Brauchtum Kostüme, Klüngel und Kurioses beim jecken Treiben
Köln · In diesem Jahr ist beim Karneval durch die Corona-Pandemie vieles anders als sonst. Sitzungen und Partys müssen genauso ausfallen wie Umzüge oder das Feiern in der Kneipe. Das schmerzt besonders bei einem Brauchtum, das gerade im Rheinland eine jahrhundertelange Tradition hat, und das fester Bestandteil der eigenen Identität ist.
Dabei hat der Karneval zwischen Bonn, Köln und Düsseldorf viele Facetten und ist so bunt wie das Kostüm eines Lappenclowns. In Köln, Bonn und Aachen sagt man „Alaaf“ und in der Domstadt verbrennt in der Nacht zu Aschermittwoch den Nubbel. In Düsseldorf und Mainz heißt es „Helau“ und die Session startet in der Landeshauptstadt am Elften im Elften mit dem Hoppeditz.
Warum das so ist, weiß der Karnevalsexperte Günter Schenk, der in seinem Buch „Karneval in R(h)einkultur“ mit historischen Illustrationen und aktuellen Reportagefotografien die abwechslungsreiche Geschichte närrischer Bräuche vom Mummenschanz der Antike bis zu den heutigen Partyevents oder alternativen Formaten wie der Stunksitzung erzählt. Der Karneval ist dabei immer ein lebendiges Weltkulturerbe geblieben.
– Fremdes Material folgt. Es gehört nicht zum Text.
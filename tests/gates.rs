//! Test: human-approval gates

mod helpers;

use helpers::*;
use std::sync::{Arc, Mutex};
use taskpipe::execution::{EventHandler, PipelineRunner, RunEvent, RunOptions};

#[tokio::test]
async fn test_gates_auto_approve_by_default() {
    let pipeline = pipeline_from_yaml(
        r#"
name: "Auto Approved"
steps:
  - id: "gated"
    task: "implement the release"
    gate:
      message: "Ship it?"
"#,
    );

    let agent = Arc::new(StubAgent::new("stub"));
    let result = run_with_agent(&pipeline, agent).await;

    assert_run_succeeded(&result);
    assert_step_ran(&result, "gated", "ran gated");
}

#[tokio::test]
async fn test_denied_gate_halts_with_partial_results() {
    let pipeline = pipeline_from_yaml(
        r#"
name: "Denied"
steps:
  - id: "prepare"
    task: "prepare the release"
  - id: "deploy"
    task: "deploy to production"
    dependsOn: ["prepare"]
    gate:
      message: "Really deploy?"
  - id: "announce"
    task: "document the release"
    dependsOn: ["deploy"]
"#,
    );

    let agent = Arc::new(StubAgent::new("stub"));
    let registry = registry_with(vec![agent.clone()]);
    let result = PipelineRunner::new(registry)
        .with_approval_handler(Arc::new(DenyGates))
        .run(&pipeline, RunOptions::default())
        .await
        .unwrap();

    assert_run_failed(&result, "stopped at gate before step 'deploy'");
    // Results cover the steps reached before the gate, nothing after
    assert_executed_order(&result, &["prepare"]);
    assert_eq!(agent.call_count("deploy"), 0);
    assert_eq!(agent.call_count("announce"), 0);
}

#[tokio::test]
async fn test_selective_approval() {
    let pipeline = pipeline_from_yaml(
        r#"
name: "Selective"
steps:
  - id: "first"
    task: "first gated work"
    gate: {}
  - id: "second"
    task: "second gated work"
    dependsOn: ["first"]
    gate: {}
"#,
    );

    let agent = Arc::new(StubAgent::new("stub"));
    let registry = registry_with(vec![agent]);
    let result = PipelineRunner::new(registry)
        .with_approval_handler(Arc::new(ApproveOnly(vec!["first".to_string()])))
        .run(&pipeline, RunOptions::default())
        .await
        .unwrap();

    assert_run_failed(&result, "stopped at gate before step 'second'");
    assert_executed_order(&result, &["first"]);
}

#[tokio::test]
async fn test_disabled_gate_does_not_prompt() {
    let pipeline = pipeline_from_yaml(
        r#"
name: "Disabled Gate"
steps:
  - id: "work"
    task: "routine work"
    gate:
      enabled: false
      message: "should never be asked"
"#,
    );

    let agent = Arc::new(StubAgent::new("stub"));
    let registry = registry_with(vec![agent]);
    // Denying handler proves the gate is never consulted
    let result = PipelineRunner::new(registry)
        .with_approval_handler(Arc::new(DenyGates))
        .run(&pipeline, RunOptions::default())
        .await
        .unwrap();

    assert_run_succeeded(&result);
}

#[tokio::test]
async fn test_condition_skips_before_the_gate_prompts() {
    let pipeline = pipeline_from_yaml(
        r#"
name: "Conditioned Gate"
env:
  DEPLOY_ENV: "staging"
steps:
  - id: "a"
    task: "prepare the release"
  - id: "b"
    task: "deploy to production"
    dependsOn: ["a"]
    condition: "env.DEPLOY_ENV == 'production'"
    gate:
      message: "Really deploy?"
  - id: "c"
    task: "document the outcome"
    dependsOn: ["a"]
"#,
    );

    let agent = Arc::new(StubAgent::new("stub"));
    let registry = registry_with(vec![agent.clone()]);
    // The denying handler must never be asked about a step that skips
    let result = PipelineRunner::new(registry)
        .with_approval_handler(Arc::new(DenyGates))
        .run(&pipeline, RunOptions::default())
        .await
        .unwrap();

    assert_run_succeeded(&result);
    assert_step_skipped(&result, "b", "not met");
    assert_step_ran(&result, "c", "ran c");
    assert_eq!(agent.call_count("b"), 0);
}

#[tokio::test]
async fn test_gate_waiting_event_carries_message() {
    let pipeline = pipeline_from_yaml(
        r#"
name: "Gate Event"
steps:
  - id: "gated"
    task: "gated work"
    gate:
      message: "Proceed with the rollout?"
"#,
    );

    let messages: Arc<Mutex<Vec<(String, String)>>> = Arc::new(Mutex::new(Vec::new()));
    let sink = messages.clone();
    let handler: EventHandler = Arc::new(move |event| {
        if let RunEvent::GateWaiting { step_id, message } = event {
            sink.lock().unwrap().push((step_id, message));
        }
    });

    let agent = Arc::new(StubAgent::new("stub"));
    let registry = registry_with(vec![agent]);
    let result = PipelineRunner::new(registry)
        .with_event_handler(handler)
        .run(&pipeline, RunOptions::default())
        .await
        .unwrap();

    assert_run_succeeded(&result);
    let seen = messages.lock().unwrap();
    assert_eq!(
        seen.as_slice(),
        [(
            "gated".to_string(),
            "Proceed with the rollout?".to_string()
        )]
    );
}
„Der Karneval übersteht auch
die Pandemie unbeschadet“
Der Autor begeistert sich seit Jahrzehnten für das Thema. Als Spezialist für närrische Bräuche hat er 2011 den Kulturpreis der Deutschen Fastnacht erhalten. Und er ist davon überzeugt, dass der Karneval auch die schwierige Zeit der Pandemie unbeschadet überstehen wird: „Weil Karneval Kultur ist, wird er jedes Jahr neu erblühen, solange es die Menschen wollen.“ Schließlich habe der Karneval in der Vergangenheit auch die Pest, große Grippe-Pandemien und Weltkriege überdauert.
Im Buch geht es um das närrische Rüstzeit mit den Narrenrufen wie „Helau“ und „Alaaf“, der jecken Zahl 11 und den Kostümen. Beleuchtet wird vom Autor die gesamte fünfte Jahreszeit vom Elften im Elften, der in Köln besonders groß gefeiert wird, über die kurze weihnachtliche Pause bis zum Sitzungskarneval und den jecken Feiertagen Weiberfastnacht, Rosenmontag und Veilchendienstag. Und am Aschermittwoch ist alles vorbei.
Thema sind zudem die Säulen des rheinischen Karnevals wie Umzüge, Sitzungen, Musik und Tanz. Der Blick fällt auf die Traditionskorps und Garden, die das Rückgrat des Straßenkarnevals darstellen. Ins Blickfeld geraten die kölschen Funken genauso wie die Regimentstöchter als einzige Frauen in der Männerbastion. Erzählt wird die Geschichte der Umzüge, aber auch die des Sitzungskarnevals, der das jecke Treiben auf die Bühne bringt. Bei der Musik reicht das Spektrum vom Marsch über die alten Lieder und den Schlager bis zum rockigen Hit.
Erzählt wird auch die lange Geschichte des närrischen Treibens vom Teufelswerk Mummenschanz in der Antike über den Narren im Mittelalter, wo die Fastnacht mit der Fastenzeit geboren wird. Später verdrängt der Carneval am Rhein die Fastnacht. 1823 feiert der Rosenmontagszug seine Weltpremiere. Später prägen die Weltkriege und die NS-Terrorherrschaft das närrische Treiben bis schließlich die heutige Form des Karnevals sich aus den Ruinen des Kriegs entwickelt und zum Weltkulturerbe wird.
Günter Schenk: Karneval in R(h)einkultur. Zwischen Mummenschanz und Stunksitzung, Droste Verlag, 288 Seiten, 39 Euro.